Figure 4. Effect of fenfluramine and S1RA on the overactivity of NMDARs promoted by NMDA in morphine-primed mice.

(A) Morphine-primed mice exhibited a high level of CaMKII auto phosphorylation in response to NMDA. This effect was not evoked by fenfluramine or S1RA, which instead diminished P-T286 CaMKII levels in those morphine and NMDA-treated mice. The assay was repeated at least twice. The immunosignals are expressed relative to the control (C, value of 1), which received saline instead of the treatments indicated. (B) Effect of the different treatments on NMDAR phosphorylation and on P-T286 CaMKII. All substances were given icv, and the mice were killed at the post-drug intervals indicated, e.g., 30 min after NMDA and 24 h after morphine.
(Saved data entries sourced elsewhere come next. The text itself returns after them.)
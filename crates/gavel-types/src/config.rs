//! Configuration types for the engine and for individual rooms.

use std::path::Path;
use std::time::Duration;

use serde::{Deserialize, Serialize};

use crate::{Amount, GavelError, LotCategory, Result, constants};

/// How a room's lot queue is ordered when the auction starts.
#[derive(Debug, Clone, PartialEq, Eq, Serialize, Deserialize, Default)]
#[serde(tag = "policy", rename_all = "snake_case")]
pub enum AuctionOrder {
    /// Catalog order, untouched.
    #[default]
    AsLoaded,
    /// Category batches in the declared sequence. Categories missing from
    /// `sequence` trail in catalog order. With a seed, lots are shuffled
    /// within each batch.
    Categories {
        sequence: Vec<LotCategory>,
        #[serde(default)]
        shuffle_seed: Option<u64>,
    },
    /// By lot name.
    Alphabetical,
    /// By a numeric display attribute (missing counts as zero).
    Attribute { key: String, descending: bool },
    /// Seeded shuffle; the same seed always yields the same order.
    Shuffled { seed: u64 },
}

/// Per-room rules, owned by the room owner until the auction starts.
#[derive(Debug, Clone, PartialEq, Eq, Serialize, Deserialize)]
pub struct RoomSettings {
    /// Maximum lots a single bidder may win.
    pub squad_cap: usize,
    /// Maximum bidders admitted to the room (owner included).
    pub max_bidders: usize,
    /// Purse every bidder starts with.
    pub starting_purse: Amount,
    /// Legal raises over the current floor.
    pub bid_increments: Vec<Amount>,
    pub auction_order: AuctionOrder,
}

impl Default for RoomSettings {
    fn default() -> Self {
        Self {
            squad_cap: constants::DEFAULT_SQUAD_CAP,
            max_bidders: constants::DEFAULT_MAX_BIDDERS,
            starting_purse: constants::DEFAULT_STARTING_PURSE,
            bid_increments: constants::DEFAULT_BID_INCREMENTS.to_vec(),
            auction_order: AuctionOrder::default(),
        }
    }
}

impl RoomSettings {
    /// Smallest legal raise; a bidder whose purse is below it is ineligible.
    #[must_use]
    pub fn min_increment(&self) -> Amount {
        self.bid_increments.iter().copied().min().unwrap_or(0)
    }

    #[must_use]
    pub fn is_legal_increment(&self, increment: Amount) -> bool {
        self.bid_increments.contains(&increment)
    }

    pub fn validate(&self) -> Result<()> {
        if self.squad_cap == 0 {
            return Err(GavelError::InvalidSettings {
                reason: "squad_cap must be at least 1".to_string(),
            });
        }
        if self.max_bidders == 0 {
            return Err(GavelError::InvalidSettings {
                reason: "max_bidders must be at least 1".to_string(),
            });
        }
        if self.starting_purse == 0 {
            return Err(GavelError::InvalidSettings {
                reason: "starting_purse must be positive".to_string(),
            });
        }
        if self.bid_increments.is_empty() || self.bid_increments.contains(&0) {
            return Err(GavelError::InvalidSettings {
                reason: "bid_increments must be a non-empty set of positive amounts".to_string(),
            });
        }
        if let AuctionOrder::Categories { sequence, .. } = &self.auction_order {
            if sequence.is_empty() {
                return Err(GavelError::InvalidSettings {
                    reason: "category order needs at least one category".to_string(),
                });
            }
        }
        Ok(())
    }

    /// Apply a partial update, returning the merged settings without
    /// touching `self`.
    #[must_use]
    pub fn merged(&self, patch: &SettingsPatch) -> Self {
        let mut next = self.clone();
        if let Some(cap) = patch.squad_cap {
            next.squad_cap = cap;
        }
        if let Some(max) = patch.max_bidders {
            next.max_bidders = max;
        }
        if let Some(purse) = patch.starting_purse {
            next.starting_purse = purse;
        }
        if let Some(increments) = &patch.bid_increments {
            next.bid_increments.clone_from(increments);
        }
        if let Some(order) = &patch.auction_order {
            next.auction_order = order.clone();
        }
        next
    }
}

/// Owner-supplied partial settings update. Absent fields are unchanged.
#[derive(Debug, Clone, PartialEq, Eq, Serialize, Deserialize, Default)]
pub struct SettingsPatch {
    #[serde(default)]
    pub squad_cap: Option<usize>,
    #[serde(default)]
    pub max_bidders: Option<usize>,
    #[serde(default)]
    pub starting_purse: Option<Amount>,
    #[serde(default)]
    pub bid_increments: Option<Vec<Amount>>,
    #[serde(default)]
    pub auction_order: Option<AuctionOrder>,
}

/// Countdown timing shared by every room of an engine.
#[derive(Debug, Clone, PartialEq, Eq, Serialize, Deserialize)]
pub struct TimerConfig {
    /// Ticks per countdown; the lot resolves when they run out.
    pub countdown_ticks: u32,
    /// Wall-clock length of one tick.
    pub tick_interval: Duration,
    /// Pause between resolving a lot and revealing the next.
    pub reveal_delay: Duration,
}

impl Default for TimerConfig {
    fn default() -> Self {
        Self {
            countdown_ticks: constants::DEFAULT_COUNTDOWN_TICKS,
            tick_interval: Duration::from_millis(constants::DEFAULT_TICK_MS),
            reveal_delay: Duration::from_millis(constants::DEFAULT_REVEAL_DELAY_MS),
        }
    }
}

impl TimerConfig {
    /// Full length of one countdown.
    #[must_use]
    pub fn countdown(&self) -> Duration {
        self.tick_interval * self.countdown_ticks
    }
}

/// Process-wide engine configuration.
#[derive(Debug, Clone, PartialEq, Eq, Serialize, Deserialize)]
pub struct EngineConfig {
    pub timer: TimerConfig,
    pub room_code_len: usize,
    /// Broadcast buffer per room.
    pub event_capacity: usize,
    pub max_rooms: usize,
    /// Settings a room starts with unless the creator overrides them.
    pub default_settings: RoomSettings,
}

impl Default for EngineConfig {
    fn default() -> Self {
        Self {
            timer: TimerConfig::default(),
            room_code_len: constants::DEFAULT_ROOM_CODE_LEN,
            event_capacity: constants::DEFAULT_EVENT_CAPACITY,
            max_rooms: constants::DEFAULT_MAX_ROOMS,
            default_settings: RoomSettings::default(),
        }
    }
}

impl EngineConfig {
    pub fn from_json_str(json: &str) -> Result<Self> {
        let config: Self = serde_json::from_str(json)
            .map_err(|e| GavelError::Configuration(format!("invalid engine config: {e}")))?;
        config.validate()?;
        Ok(config)
    }

    pub fn load(path: impl AsRef<Path>) -> Result<Self> {
        let raw = std::fs::read_to_string(path.as_ref())?;
        Self::from_json_str(&raw)
    }

    pub fn validate(&self) -> Result<()> {
        if self.timer.countdown_ticks == 0 {
            return Err(GavelError::Configuration(
                "timer.countdown_ticks must be at least 1".to_string(),
            ));
        }
        if self.timer.tick_interval.is_zero() {
            return Err(GavelError::Configuration(
                "timer.tick_interval must be non-zero".to_string(),
            ));
        }
        if !(4..=32).contains(&self.room_code_len) {
            return Err(GavelError::Configuration(
                "room_code_len must be between 4 and 32".to_string(),
            ));
        }
        if self.event_capacity == 0 || self.max_rooms == 0 {
            return Err(GavelError::Configuration(
                "event_capacity and max_rooms must be positive".to_string(),
            ));
        }
        self.default_settings
            .validate()
            .map_err(|e| GavelError::Configuration(e.to_string()))
    }
}

#[cfg(test)]
mod tests {
    use super::*;

    #[test]
    fn default_settings_are_valid() {
        let settings = RoomSettings::default();
        settings.validate().unwrap();
        assert_eq!(settings.min_increment(), 5_000_000);
        assert!(settings.is_legal_increment(10_000_000));
        assert!(!settings.is_legal_increment(3_000_000));
    }

    #[test]
    fn empty_increments_rejected() {
        let settings = RoomSettings {
            bid_increments: vec![],
            ..RoomSettings::default()
        };
        assert!(matches!(
            settings.validate(),
            Err(GavelError::InvalidSettings { .. })
        ));
    }

    #[test]
    fn empty_category_sequence_rejected() {
        let settings = RoomSettings {
            auction_order: AuctionOrder::Categories {
                sequence: vec![],
                shuffle_seed: None,
            },
            ..RoomSettings::default()
        };
        assert!(settings.validate().is_err());
    }

    #[test]
    fn patch_merges_only_present_fields() {
        let base = RoomSettings::default();
        let patch = SettingsPatch {
            squad_cap: Some(15),
            auction_order: Some(AuctionOrder::Alphabetical),
            ..SettingsPatch::default()
        };
        let merged = base.merged(&patch);
        assert_eq!(merged.squad_cap, 15);
        assert_eq!(merged.auction_order, AuctionOrder::Alphabetical);
        assert_eq!(merged.starting_purse, base.starting_purse);
        assert_eq!(merged.bid_increments, base.bid_increments);
    }

    #[test]
    fn timer_defaults() {
        let timer = TimerConfig::default();
        assert_eq!(timer.countdown_ticks, 15);
        assert_eq!(timer.countdown(), Duration::from_secs(15));
        assert_eq!(timer.reveal_delay, Duration::from_secs(3));
    }

    #[test]
    fn engine_config_json_roundtrip() {
        let cfg = EngineConfig::default();
        let json = serde_json::to_string(&cfg).unwrap();
        let back = EngineConfig::from_json_str(&json).unwrap();
        assert_eq!(cfg, back);
    }

    #[test]
    fn engine_config_rejects_zero_ticks() {
        let mut cfg = EngineConfig::default();
        cfg.timer.countdown_ticks = 0;
        let json = serde_json::to_string(&cfg).unwrap();
        let err = EngineConfig::from_json_str(&json).unwrap_err();
        assert!(matches!(err, GavelError::Configuration(_)));
    }

    #[test]
    fn auction_order_wire_shape() {
        let order = AuctionOrder::Attribute {
            key: "overall".into(),
            descending: true,
        };
        let json = serde_json::to_string(&order).unwrap();
        assert!(json.contains("\"policy\":\"attribute\""), "{json}");
        let back: AuctionOrder = serde_json::from_str(&json).unwrap();
        assert_eq!(back, order);
    }
}
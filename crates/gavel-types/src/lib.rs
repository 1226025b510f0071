//! # gavel-types
//!
//! Shared types, errors, and configuration for the **Gavel** auction room
//! engine.
//!
//! This crate is the leaf dependency of the workspace. It defines:
//!
//! - **Identifiers**: [`RoomCode`], [`BidderId`], [`LotId`]
//! - **Money**: [`Amount`] (integer paise) and crore conversions
//! - **Lot model**: [`Lot`], [`LotCategory`], [`LotSource`]
//! - **Bidder model**: [`Bidder`], [`RosterEntry`], [`TeamSnapshot`]
//! - **Lifecycle**: [`RoomPhase`]
//! - **Outcomes**: [`ResolvedLot`], [`BidLogEntry`], [`AuctionStatistics`]
//! - **Events**: [`RoomEvent`], [`RoomNotification`]
//! - **Views**: [`RoomSnapshot`], [`LotState`], [`BidAck`], [`FinalReport`]
//! - **Configuration**: [`EngineConfig`], [`TimerConfig`], [`RoomSettings`], [`SettingsPatch`], [`AuctionOrder`]
//! - **Errors**: [`GavelError`] with `GV_ERR_` prefix codes, [`ErrorKind`]
//! - **Constants**: system-wide limits and defaults

pub mod bidder;
pub mod config;
pub mod constants;
pub mod error;
pub mod event;
pub mod ids;
pub mod lot;
pub mod money;
pub mod outcome;
pub mod phase;
pub mod snapshot;

// Re-export all primary types at crate root for ergonomic imports:
//   use gavel_types::{Lot, Bidder, RoomEvent, ...};

pub use bidder::*;
pub use config::*;
pub use error::*;
pub use event::*;
pub use ids::*;
pub use lot::*;
pub use money::*;
pub use outcome::*;
pub use phase::*;
pub use snapshot::*;

// Constants are accessed via `gavel_types::constants::FOO`
// (not re-exported to avoid name collisions).
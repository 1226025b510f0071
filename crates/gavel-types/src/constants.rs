//! System-wide constants for the Gavel auction engine.

use crate::Amount;

/// Smallest currency units (paise) in one crore.
pub const PAISE_PER_CRORE: Amount = 10_000_000;

/// Default countdown length, in ticks, armed for every lot and every bid.
pub const DEFAULT_COUNTDOWN_TICKS: u32 = 15;

/// Default duration of one countdown tick in milliseconds.
pub const DEFAULT_TICK_MS: u64 = 1000;

/// Default pause between resolving a lot and revealing the next one.
pub const DEFAULT_REVEAL_DELAY_MS: u64 = 3000;

/// Default number of characters in a generated room code.
pub const DEFAULT_ROOM_CODE_LEN: usize = 6;

/// Attempts the registry makes to find an unused room code before giving up.
pub const ROOM_CODE_ATTEMPTS: usize = 32;

/// Default broadcast buffer per room. Slow subscribers past this lag.
pub const DEFAULT_EVENT_CAPACITY: usize = 256;

/// Default ceiling on concurrently live rooms per process.
pub const DEFAULT_MAX_ROOMS: usize = 10_000;

/// Default squad cap (lots a single bidder may win).
pub const DEFAULT_SQUAD_CAP: usize = 11;

/// Default maximum number of bidders in one room.
pub const DEFAULT_MAX_BIDDERS: usize = 8;

/// Default starting purse: 100 crore.
pub const DEFAULT_STARTING_PURSE: Amount = 100 * PAISE_PER_CRORE;

/// Default legal bid increments: +0.5 crore and +1 crore.
pub const DEFAULT_BID_INCREMENTS: [Amount; 2] = [PAISE_PER_CRORE / 2, PAISE_PER_CRORE];

/// Version string.
pub const VERSION: &str = env!("CARGO_PKG_VERSION");

/// Engine name.
pub const ENGINE_NAME: &str = "Gavel";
The combined treatments started with morphine, and 24 h later, fenfluramine or S1RA was administered 45 m before NMDA. ^* Significant difference with respect to the group that received only morphine; ϕ significant difference respect to the morphine-primed group that received only NMDA 24 h later; ANOVA, Dunnett multiple comparisons vs control group, p < 0.05. (C) Effect of the σ1R agonist PPCC on the diminished effect of fenfluramine and S1RA on CaMKII hyper phosphorylation evoked by NMDA. The mice were primed with morphine, and 24 h later, the effects of the different drugs on P-T286 CaMKII were evaluated. ^*Significant difference with respect to the morphine-primed group that received saline instead of the drug and NMDA 24 h later; ϕ significant difference with respect to the group that received fenfluramine or S1RA but not PPCC; ANOVA, Dunnett multiple comparisons vs control group, p < 0.05. (A–C) Each bar represents the mean ± SEM of 6 mice. Details as in Figure 3 and Supplementary Figure 3.